Legislators also can send constitutional amendments to the electorate to ratify, but such measures must first win the votes of two-thirds of the Assembly and the state Senate. (If you’ve watched the budget battles in Sacramento, you know how hard it can be to get two-thirds of the state’s politicians to agree on anything.)

In either case, once a proposed amendment is on the ballot, it requires only a mere majority -- 50% plus one of those voting -- to change even the most sacred provisions in the state’s core document. That’s the way it works even if the ballot is crowded with items and many choose not to vote on the initiative amendment. More important, it’s the case even if the vote is cast in a primary or other off-year election, when the fewest people come to the polls.

Not surprisingly, the California Constitution is a bloated mishmash by comparison with the hard-to-amend federal document. Instead of a transparent constitution that citizens can understand and use, California has obfuscation, clutter and dysfunction. Eight times the length of the U.S. Constitution, it is more about legal technicalities than principles; an embarrassment for an otherwise cutting-edge state.

Hiram Johnson and other reformers who introduced initiative amendments to California early in the 20th century wanted to supplement -- and, yes, sometimes circumvent -- the Legislature (with its time-consuming processes of deliberation and compromise), but they didn’t want to replace it altogether. However, when constitutional amendment by initiative is as easy as we’ve made it, that’s the effect. Why would any interest group with enough money to fund signature gathering and a campaign not prefer initiative amendment to legislative amendment?

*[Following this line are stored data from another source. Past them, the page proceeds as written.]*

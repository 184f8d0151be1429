//! RobotEvents response schemas
//!
//! Only the fields the ingestion job reads are modelled. Required fields are
//! left without `#[serde(default)]` so a payload missing them fails to decode.

use podium_core::{Grade, Team, TeamId};
use serde::Deserialize;

// ============================================================================
// PAGINATION
// ============================================================================

#[derive(Debug, Clone, PartialEq, Eq, Deserialize)]
pub struct PageMeta {
    #[serde(default)]
    pub current_page: Option<u32>,
    pub last_page: u32,
}

/// Paginated list envelope: `{ meta: {...}, data: [...] }`.
#[derive(Debug, Clone, PartialEq, Eq, Deserialize)]
pub struct Paged<T> {
    #[serde(default)]
    pub meta: Option<PageMeta>,
    pub data: Vec<T>,
}

impl<T> Paged<T> {
    /// Last page number, 1 when the envelope carries no pagination metadata.
    pub fn last_page(&self) -> u32 {
        self.meta.as_ref().map_or(1, |meta| meta.last_page.max(1))
    }
}

// ============================================================================
// AWARDS / EVENTS
// ============================================================================

/// `{ id, name }` reference to another resource.
#[derive(Debug, Clone, PartialEq, Eq, Deserialize)]
pub struct IdRef {
    pub id: i64,
    #[serde(default)]
    pub name: Option<String>,
}

#[derive(Debug, Clone, PartialEq, Eq, Deserialize)]
pub struct TeamWinner {
    pub team: IdRef,
}

#[derive(Debug, Clone, PartialEq, Eq, Deserialize)]
pub struct Award {
    #[serde(default)]
    pub title: String,
    /// Event names this award qualifies for; the API sends `null` or omits it
    /// for non-qualifying awards.
    #[serde(default)]
    pub qualifications: Option<Vec<String>>,
    #[serde(default, rename = "teamWinners")]
    pub team_winners: Vec<TeamWinner>,
}

impl Award {
    pub fn qualification_names(&self) -> impl Iterator<Item = &str> {
        self.qualifications
            .iter()
            .flatten()
            .map(String::as_str)
    }

    pub fn title_contains_any(&self, needles: &[&str]) -> bool {
        needles.iter().any(|needle| self.title.contains(needle))
    }
}

#[derive(Debug, Clone, PartialEq, Eq, Deserialize)]
pub struct EventSummary {
    pub id: i64,
    #[serde(default)]
    pub name: Option<String>,
    #[serde(default)]
    pub awards_finalized: bool,
}

// ============================================================================
// SKILLS
// ============================================================================

#[derive(Debug, Clone, PartialEq, Eq, Deserialize)]
pub struct SkillsTeam {
    pub id: i64,
    /// Team number, e.g. "2054V".
    pub team: String,
    #[serde(default)]
    pub organization: String,
    #[serde(default)]
    pub country: String,
    #[serde(default, rename = "eventRegion")]
    pub event_region: Option<String>,
    #[serde(rename = "gradeLevel")]
    pub grade_level: String,
}

#[derive(Debug, Clone, Copy, PartialEq, Eq, Deserialize)]
pub struct SkillsScores {
    pub score: u32,
    pub programming: u32,
    pub driver: u32,
}

/// One line of the season skills leaderboard.
#[derive(Debug, Clone, PartialEq, Eq, Deserialize)]
pub struct SkillsEntry {
    pub team: SkillsTeam,
    pub rank: u32,
    pub scores: SkillsScores,
}

impl SkillsEntry {
    pub fn team_id(&self) -> TeamId {
        TeamId(self.team.id)
    }

    /// Full team record. An empty or missing region falls back to the country.
    pub fn to_team(&self) -> Team {
        let region = self
            .team
            .event_region
            .as_deref()
            .map(str::trim)
            .filter(|region| !region.is_empty())
            .unwrap_or(&self.team.country)
            .to_string();

        Team {
            id: self.team_id(),
            number: self.team.team.clone(),
            organization: self.team.organization.clone(),
            country: self.team.country.clone(),
            region,
            grade: Grade::from(self.team.grade_level.as_str()),
            world_rank: self.rank,
            score: self.scores.score,
            programming: self.scores.programming,
            driver: self.scores.driver,
        }
    }
}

Recent history shows that groups understand this and increasingly opt for initiative amendments without presenting their ideas to the Legislature. Indeed, there has been a 30% increase in initiative amendments in the last decade.

Groups interested in fiscal policy have been particularly quick to seek initiative amendments. The result is that the state Constitution is loaded with rules and limits governing money matters that cannot be easily changed. Some of these added provisions are no doubt useful and appropriate, but the overall effect, as the Constitutional Revision Commission suggested more than a decade ago, is to enshrine the status quo and reduce accountability. Initiative amendments did not create the state’s current fiscal crisis, but they greatly complicate the task of finding a solution.


Problems caused by previous initiative amendments can often only be fixed by more amendments. Laws passed by the Legislature aren’t sufficient. A legislative constitutional amendment is theoretically possible but practically difficult because of the two-thirds-vote requirement. Often the only practical solution is a subsequent initiative amendment -- adding yet more technicalities and detritus to the document.

Protecting the Constitution, and allowing it to be the kind of document it was meant to be, isn’t rocket science.

Most other states that allow lawmaking by ballot dealt with the issue long ago. Many simply do not allow use of the initiative for constitutional amendments. Nevada allows it but requires a majority vote at two elections. Also worthy of consideration is requiring something more than a simple majority for final approval.

But one way or another, major change is needed: We believe that the casual way in which the California Constitution can be altered at present is simply unacceptable.

Edward L. Lascher Jr. and Tim Hodson are political science professors at Sacramento State University. Floyd F. Feeney teaches election law at UC Davis School of Law.